Goblin is recovering from her latest and hopefully last surgery on her leg. The other times, her convalescence was weak and accusatory but now she has done it all before and just seems bored by the inactivity. Otherwise, her spirits are fine but it will be months before she is allowed back to her normal routines. That’s like years to a dog. This has already been going on since Christmas and by the time its over will have affected almost one-eighth of her life, which is sad to contemplate but all we can do is keep her as happy as possible at any given time.
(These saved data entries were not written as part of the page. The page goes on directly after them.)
//! Supervisor: owns the run end to end. Starts the stats logger, spawns one
//! capture worker per configured source, waits on a completion channel with
//! a short periodic timeout so Ctrl-C stays responsive, and tears everything
//! down once every worker has reported in.

use std::sync::atomic::{AtomicBool, Ordering};
use std::sync::mpsc;
use std::sync::Arc;
use std::time::Duration;

use crate::capture::{CaptureWorker, ClassifyPolicy, SharedLinktype};
use crate::config::{RawConfig, SUPERVISOR_POLL_MS};
use crate::error::RouterError;
use crate::registry::Registry;
use crate::route::compiler::compile;
use crate::stats::Stats;

/// Default source name when the configuration lists no interfaces: the
/// capture library's notion of "the default device".
const DEFAULT_SOURCE: &str = "any";

struct WorkerDone {
    name: String,
    result: Result<(), RouterError>,
}

/// Run the full pipeline to completion and return the process exit code:
/// 0 clean, 1 on interrupt, non-zero on any worker failure.
///
/// `shutdown` is the cooperative stop flag workers poll; `interrupted` is
/// set only by the Ctrl-C handler, so the exit code can distinguish "the
/// user asked us to stop" from "a worker failed and we stopped everything
/// else in response".
pub fn run(
    raw: RawConfig,
    policy: ClassifyPolicy,
    shutdown: Arc<AtomicBool>,
    interrupted: Arc<AtomicBool>,
) -> Result<(), RouterError> {
    let table = compile(&raw)?;
    let sources: Vec<String> = raw
        .interfaces
        .clone()
        .filter(|v| !v.is_empty())
        .unwrap_or_else(|| vec![DEFAULT_SOURCE.to_string()]);
    let snaplen = raw.snaplen;

    let stats = Stats::new();
    let stats_logger = stats.spawn_logger(Arc::clone(&shutdown));

    // The registry reads the negotiated linktype lazily, on first Dump File
    // creation, which only ever happens after a worker has classified a
    // packet from an already-negotiated source.
    let shared_linktype = SharedLinktype::new();
    let registry = Arc::new(Registry::new(table, Arc::clone(&shared_linktype)));

    let (tx, rx) = mpsc::channel::<WorkerDone>();
    let mut handles = Vec::with_capacity(sources.len());
    for name in &sources {
        let worker = CaptureWorker::new(
            name.clone(),
            snaplen,
            policy,
            Arc::clone(&shared_linktype),
            Arc::clone(&shutdown),
            Arc::clone(&registry),
            Arc::clone(&stats),
        );
        let tx = tx.clone();
        let worker_name = name.clone();
        let handle = std::thread::Builder::new()
            .name(format!("capture-{worker_name}"))
            .spawn(move || {
                let result = worker.run();
                let _ = tx.send(WorkerDone {
                    name: worker_name,
                    result,
                });
            })
            .expect("failed to spawn capture worker thread");
        handles.push(handle);
    }
    drop(tx);

    let mut remaining = sources.len();
    let mut first_error: Option<RouterError> = None;
    while remaining > 0 {
        match rx.recv_timeout(Duration::from_millis(SUPERVISOR_POLL_MS)) {
            Ok(done) => {
                remaining -= 1;
                if let Err(e) = done.result {
                    tracing::error!(source = %done.name, error = %e, "capture worker failed");
                    if first_error.is_none() {
                        shutdown.store(true, Ordering::Relaxed);
                        first_error = Some(e);
                    }
                } else {
                    tracing::debug!(source = %done.name, "capture worker completed");
                }
            }
            Err(mpsc::RecvTimeoutError::Timeout) => {
                if shutdown.load(Ordering::Relaxed) {
                    continue;
                }
            }
            Err(mpsc::RecvTimeoutError::Disconnected) => break,
        }
    }

    for handle in handles {
        let _ = handle.join();
    }

    registry.close_all();
    shutdown.store(true, Ordering::Relaxed);
    let _ = stats_logger.join();

    match first_error {
        Some(e) => Err(e),
        None if interrupted.load(Ordering::Relaxed) => Err(RouterError::Interrupted),
        None => Ok(()),
    }
}

#[cfg(test)]
mod tests {
    use super::*;

    #[test]
    fn absent_interfaces_falls_back_to_default_source() {
        let raw = RawConfig::default();
        let sources = raw
            .interfaces
            .clone()
            .filter(|v| !v.is_empty())
            .unwrap_or_else(|| vec![DEFAULT_SOURCE.to_string()]);
        assert_eq!(sources, vec![DEFAULT_SOURCE.to_string()]);
    }

    #[test]
    fn configured_interfaces_are_used_verbatim() {
        let mut raw = RawConfig::default();
        raw.interfaces = Some(vec!["eth0".into(), "eth1".into()]);
        let sources = raw
            .interfaces
            .clone()
            .filter(|v| !v.is_empty())
            .unwrap_or_else(|| vec![DEFAULT_SOURCE.to_string()]);
        assert_eq!(sources, vec!["eth0".to_string(), "eth1".to_string()]);
    }
}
Something else that is sad to contemplate at this late date is a prayer I just remembered I used to say as a child. Yes, I was not always the raging atheist you see before you. The mythology of Catholicism was shoveled into my head early and often. Not that I carried this to any extreme; I was not an altar boy or a sacred mime. Indeed, the reason why this prayer comes to mind now is that is not an appeal to god but an affirmation of dogs.
This is the prayer I made up and said every night, probably until I was about six or seven if I’ve got the dog chronology right:
Smokey, Sammy, Puddles, and Tippy
You will always be my favorite dogs
I will love no dogs more than you
Amen
This is extraordinary for a number of reasons that are less obvious than the obvious. Smokey was the first dog I remember having. He got run over by a car when I was about six, at which time we got Tippy, a rambunctious German Shepherd mix we named after a taco restaurant in Laurel, Maryland. Sammy was a dog my parents had in some vague unspecified time before I was born; likewise, I never met Puddles, who belonged to my father when he was a child. How did these strangers get to be my favorite dogs? How could I pledge eternal love and allegiance to them and only them when the beautiful likes of Toby, Zoe, and Goblin Foo Uvula were waiting in the wings?
This probably bears more analysis, along with the idea that somehow in my young catechism I got the idea that instead of god, it is dogs that make everything all right in the world. If it was my dyslexia acting up, it is to date the most accurate mistake I have ever made.